Plasminogen-mediated activation and release of hepatocyte growth factor from extracellular matrix

Interventions that enhance plasminogen activation within the lung consistently limit the fibrosis that follows alveolar injury. However, this protective effect cannot be attributed solely to accelerated clearance of fibrin that forms as a provisional matrix after lung injury. To explore other mechanisms, we considered interactions between the plasminogen activation system and hepatocyte growth factor (HGF). HGIF is known to have antifibrotic activity, but to do so, it must be both released from its sites of sequestration within extracellular matrix (ECM) and activated by proteolytic cleavage. A recent study using bleomycin-exposed mice showed that manipulations of the plasminogen activation system influenced the amount of free HGF within bronchoalveolar lavage fluid without affecting total lung HGIF mRNA or protein. To elucidate the mechanisms, we studied the role of plasminogen activation in fibroblast-mediated HGF release and activation. We found that NIH3T3 and mouse lung fibroblasts release ECM-bound HGF in a plasminogen-dependent fashion. The plasminogen effect was lost when lung fibroblasts from urokinase-type plasminogen activator (uPA)-deficient mice were used, and was increased by fibroblasts from plasminogen activator inhibitor (PAI)-1-deficient mice.

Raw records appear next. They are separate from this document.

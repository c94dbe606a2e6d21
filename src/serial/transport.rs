//! Physical side of a serial connection.
//!
//! The arbiter worker is the only code that ever touches a [`SerialTransport`].
//! Transports are produced by a [`PortOpener`]; the daemon uses
//! [`SystemPortOpener`] (backed by the `serialport` crate) while tests inject an
//! opener that simulates the wire.

use crate::error::{AppResult, LabError};
use serde::{Deserialize, Serialize};
use std::io;
use std::time::Duration;

/// Blocking byte-level access to an open port.
pub trait SerialTransport: Send {
    /// Write the full payload and flush it to the device.
    fn write_all(&mut self, bytes: &[u8]) -> io::Result<()>;

    /// Read up to and including the next `\n`.
    ///
    /// Must fail with [`io::ErrorKind::TimedOut`] when no complete line arrives
    /// within the port's read timeout.
    fn read_line(&mut self) -> io::Result<Vec<u8>>;

    /// Drop whatever the device has sent that nobody read yet, such as the
    /// late answer to a query that already timed out.
    fn discard_input(&mut self) -> io::Result<()>;
}

/// Opens transports for the port registry.
pub trait PortOpener: Send + Sync {
    /// Open `settings.path` exclusively.
    fn open(&self, settings: &SerialSettings) -> AppResult<Box<dyn SerialTransport>>;
}

/// Parity bit setting
#[derive(Debug, Clone, Copy, Default, PartialEq, Eq, Serialize, Deserialize)]
#[serde(rename_all = "lowercase")]
pub enum Parity {
    #[default]
    None,
    Odd,
    Even,
}

/// Connection parameters, fixed for the lifetime of a port worker.
#[derive(Debug, Clone, PartialEq, Serialize, Deserialize)]
pub struct SerialSettings {
    /// Port path (e.g. "/dev/ttyUSB0", "COM3")
    pub path: String,
    pub baud_rate: u32,
    #[serde(default = "default_data_bits")]
    pub data_bits: u8,
    #[serde(default)]
    pub parity: Parity,
    #[serde(default = "default_stop_bits")]
    pub stop_bits: u8,
    /// Software (XON/XOFF) flow control
    #[serde(default)]
    pub xonxoff: bool,
    /// Deadline for one response line
    #[serde(with = "humantime_serde", default = "default_read_timeout")]
    pub read_timeout: Duration,
    /// Line-turnaround pause after every write
    #[serde(with = "humantime_serde", default)]
    pub settle: Duration,
}

fn default_data_bits() -> u8 {
    8
}

fn default_stop_bits() -> u8 {
    1
}

fn default_read_timeout() -> Duration {
    Duration::from_secs(1)
}

impl SerialSettings {
    /// 8N1, no flow control, 1 s read timeout, no settle delay.
    pub fn new(path: impl Into<String>, baud_rate: u32) -> Self {
        Self {
            path: path.into(),
            baud_rate,
            data_bits: default_data_bits(),
            parity: Parity::None,
            stop_bits: default_stop_bits(),
            xonxoff: false,
            read_timeout: default_read_timeout(),
            settle: Duration::ZERO,
        }
    }

    pub fn with_xonxoff(mut self, enabled: bool) -> Self {
        self.xonxoff = enabled;
        self
    }

    pub fn with_read_timeout(mut self, timeout: Duration) -> Self {
        self.read_timeout = timeout;
        self
    }

    pub fn with_settle(mut self, settle: Duration) -> Self {
        self.settle = settle;
        self
    }

    pub fn with_parity(mut self, parity: Parity) -> Self {
        self.parity = parity;
        self
    }
}

/// Opens real serial ports through the `serialport` crate.
///
/// On Unix the port is opened in exclusive mode, so a second process (or a
/// second worker) fails to open it instead of interleaving traffic.
#[derive(Debug, Default, Clone, Copy)]
pub struct SystemPortOpener;

impl PortOpener for SystemPortOpener {
    fn open(&self, settings: &SerialSettings) -> AppResult<Box<dyn SerialTransport>> {
        #[cfg(feature = "instrument_serial")]
        {
            system::open(settings)
        }
        #[cfg(not(feature = "instrument_serial"))]
        {
            let _ = settings;
            Err(LabError::FeatureNotEnabled("instrument_serial".into()))
        }
    }
}

#[cfg(feature = "instrument_serial")]
mod system {
    use super::*;
    use std::io::{Read, Write};
    use std::time::Instant;

    struct SystemSerial {
        port: Box<dyn serialport::SerialPort>,
        read_timeout: Duration,
    }

    pub(super) fn open(settings: &SerialSettings) -> AppResult<Box<dyn SerialTransport>> {
        let data_bits = match settings.data_bits {
            5 => serialport::DataBits::Five,
            6 => serialport::DataBits::Six,
            7 => serialport::DataBits::Seven,
            8 => serialport::DataBits::Eight,
            other => {
                return Err(LabError::Configuration(format!(
                    "unsupported data bits: {other}"
                )))
            }
        };
        let stop_bits = match settings.stop_bits {
            1 => serialport::StopBits::One,
            2 => serialport::StopBits::Two,
            other => {
                return Err(LabError::Configuration(format!(
                    "unsupported stop bits: {other}"
                )))
            }
        };
        let parity = match settings.parity {
            Parity::None => serialport::Parity::None,
            Parity::Odd => serialport::Parity::Odd,
            Parity::Even => serialport::Parity::Even,
        };
        let flow_control = if settings.xonxoff {
            serialport::FlowControl::Software
        } else {
            serialport::FlowControl::None
        };

        let port = serialport::new(&settings.path, settings.baud_rate)
            .data_bits(data_bits)
            .stop_bits(stop_bits)
            .parity(parity)
            .flow_control(flow_control)
            .timeout(settings.read_timeout)
            .open()
            .map_err(|e| {
                LabError::Connectivity(format!("failed to open {}: {}", settings.path, e))
            })?;

        Ok(Box::new(SystemSerial {
            port,
            read_timeout: settings.read_timeout,
        }))
    }

    impl SerialTransport for SystemSerial {
        fn write_all(&mut self, bytes: &[u8]) -> io::Result<()> {
            self.port.write_all(bytes)?;
            self.port.flush()
        }

        fn read_line(&mut self) -> io::Result<Vec<u8>> {
            let deadline = Instant::now() + self.read_timeout;
            let mut line = Vec::new();
            let mut byte = [0u8; 1];

            loop {
                if Instant::now() > deadline {
                    return Err(io::Error::new(
                        io::ErrorKind::TimedOut,
                        format!("no response line within {:?}", self.read_timeout),
                    ));
                }

                match self.port.read(&mut byte) {
                    Ok(0) => return Err(io::ErrorKind::UnexpectedEof.into()),
                    Ok(_) => {
                        line.push(byte[0]);
                        if byte[0] == b'\n' {
                            return Ok(line);
                        }
                    }
                    // Port timeout is at most our overall deadline
                    Err(e) if e.kind() == io::ErrorKind::TimedOut => continue,
                    Err(e) => return Err(e),
                }
            }
        }

        fn discard_input(&mut self) -> io::Result<()> {
            self.port
                .clear(serialport::ClearBuffer::Input)
                .map_err(io::Error::from)
        }
    }
}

Plasminogen addition to NIIH3T3 or mouse lung fibroblasts increased conversion of pro-HGF to its active form. The plasminogen effect on activation was lost when uPA-deficient fibroblasts were used and accentuated by PAI-1-deficient fibroblasts. In conjunction with the previous in vivo study, these results suggest that plasminogen activation can protect the lung against fibrosis by increasing the availability of active HGF.